I can try to upgrade the rgw manually if you would like to know.
#3 Updated by Ween Jiann Lee over 1 year ago
Adam King wrote:
and this is only on OSDs? Afaik we're setting --cgroups=split for every container we deploy. It seems odd it would only break for OSDs
Unfortunately, only the OSD and rgw are placed on servers with podman. The OSDs are upgraded before the rgw so I can't tell whether the problem exists for rgw as well and or the rest of the daemon types.
I can try to upgrade the rgw manually if you would like to find out.
#4 Updated by Adam King over 1 year ago
Was discussing this with somebody today and they had a potential workaround idea. We have a way of specifying miscellaneous container args in newer version of cephadm https://docs.ceph.com/en/quincy/cephadm/services/#extra-container-arguments. We might be able to use this to pass `--cgroups=enabled` (which is the default behavior) to override the `--cgroups=split`. It would basically involve pausing the upgrade, modifying the service spec for the osds and rgws on this host to add
extra_container_args: - '--cgroups=enabled'
to the end, re-applying the spec, telling cephadm to redeploy the service "ceph orch redeploy <service-name>" for each service that has daemons on this host, and then starting the upgrade again. You could try that and see if it works. If not, I have https://github.com/ceph/ceph/pull/47640 open and could try to push to get it in the next quincy release. Personally I don't really like the patch so I'd like to first make sure this workaround doesn't help before moving forward with it.
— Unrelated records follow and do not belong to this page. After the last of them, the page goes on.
//! Row and table snapshots read from a schema sheet

use serde::{Deserialize, Serialize};

use super::config::{Column, ColumnLayout};

/// One data row of a schema sheet.
///
/// Empty and whitespace-only cells are stored as `None`, so "empty" and
/// "absent" are the same thing everywhere downstream.
#[derive(Debug, Clone, Default, PartialEq, Eq, Serialize, Deserialize)]
pub struct Row {
    #[serde(skip_serializing_if = "Option::is_none")]
    id: Option<String>,

    #[serde(rename = "type", skip_serializing_if = "Option::is_none")]
    type_name: Option<String>,

    #[serde(skip_serializing_if = "Option::is_none")]
    property: Option<String>,

    #[serde(skip_serializing_if = "Option::is_none")]
    value: Option<String>,
}

fn cell(raw: &str) -> Option<String> {
    if raw.trim().is_empty() {
        None
    } else {
        Some(raw.to_string())
    }
}

impl Row {
    pub fn new(id: &str, type_name: &str, property: &str, value: &str) -> Self {
        Self {
            id: cell(id),
            type_name: cell(type_name),
            property: cell(property),
            value: cell(value),
        }
    }

    /// Pick the four cells out of a raw record; missing cells are empty
    pub fn from_record(record: &[String], layout: &ColumnLayout) -> Self {
        let at = |column: Column| record.get(column.index()).and_then(|raw| cell(raw));

        Self {
            id: at(layout.id),
            type_name: at(layout.type_name),
            property: at(layout.property),
            value: at(layout.value),
        }
    }

    pub fn id(&self) -> Option<&str> {
        self.id.as_deref().and_then(non_empty)
    }

    pub fn type_name(&self) -> Option<&str> {
        self.type_name.as_deref().and_then(non_empty)
    }

    pub fn property(&self) -> Option<&str> {
        self.property.as_deref().and_then(non_empty)
    }

    pub fn value(&self) -> Option<&str> {
        self.value.as_deref().and_then(non_empty)
    }

    /// A `#`-prefixed value points at another node by `@id`
    pub fn is_reference(&self) -> bool {
        self.value().is_some_and(|value| value.starts_with('#'))
    }

    pub fn is_blank(&self) -> bool {
        self.id().is_none()
            && self.type_name().is_none()
            && self.property().is_none()
            && self.value().is_none()
    }
}

// Deserialized rows bypass `cell`, so accessors filter again
fn non_empty(raw: &str) -> Option<&str> {
    if raw.trim().is_empty() { None } else { Some(raw) }
}

/// Ordered data rows of a sheet. Row numbers are 1-based; row 0 is the
/// header and never stored.
#[derive(Debug, Clone, Default, PartialEq, Eq, Serialize, Deserialize)]
#[serde(transparent)]
pub struct Table {
    rows: Vec<Row>,
}

impl Table {
    pub fn new(rows: Vec<Row>) -> Self {
        Self { rows }
    }

    /// Build a table from raw records, the first of which is the header
    pub fn from_records(records: &[Vec<String>], layout: &ColumnLayout) -> Self {
        let rows = records
            .iter()
            .skip(1)
            .map(|record| Row::from_record(record, layout))
            .collect();
        Self { rows }
    }

    pub fn rows(&self) -> &[Row] {
        &self.rows
    }

    pub fn len(&self) -> usize {
        self.rows.len()
    }

    pub fn is_empty(&self) -> bool {
        self.rows.is_empty()
    }

    /// Look up a row by its 1-based sheet number
    pub fn get(&self, number: usize) -> Option<&Row> {
        number.checked_sub(1).and_then(|index| self.rows.get(index))
    }

    /// Rows paired with their 1-based sheet numbers
    pub fn numbered(&self) -> impl Iterator<Item = (usize, &Row)> {
        self.rows.iter().enumerate().map(|(index, row)| (index + 1, row))
    }

    /// Snapshot of the Type column; entry `i` belongs to row `i + 1`
    pub fn type_column(&self) -> Vec<String> {
        self.rows
            .iter()
            .map(|row| row.type_name().unwrap_or_default().to_string())
            .collect()
    }
}

impl FromIterator<Row> for Table {
    fn from_iter<I: IntoIterator<Item = Row>>(iter: I) -> Self {
        Self::new(iter.into_iter().collect())
    }
}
#5 Updated by Ween Jiann Lee over 1 year ago
Adam King wrote:
It would basically involve pausing the upgrade, modifying the service spec for the osds and rgws on this host to add
Thanks for getting a PR ready. The OSDs have been deployed to the default unmanaged service spec (i.e. "osd" on `ceph orch ls`), which cannot be modified.
I can add another service spec with the args above but is there any way to migrate the OSDs to another service spec without destroying the data?
#6 Updated by Adam King over 1 year ago
Ween Jiann Lee wrote:
Adam King wrote:
It would basically involve pausing the upgrade, modifying the service spec for the osds and rgws on this host to add
Thanks for getting a PR ready. The OSDs have been deployed to the default unmanaged service spec (i.e. "osd" on `ceph orch ls`), which cannot be modified.
I can add another service spec with the args above but is there any way to migrate the OSDs to another service spec without destroying the data?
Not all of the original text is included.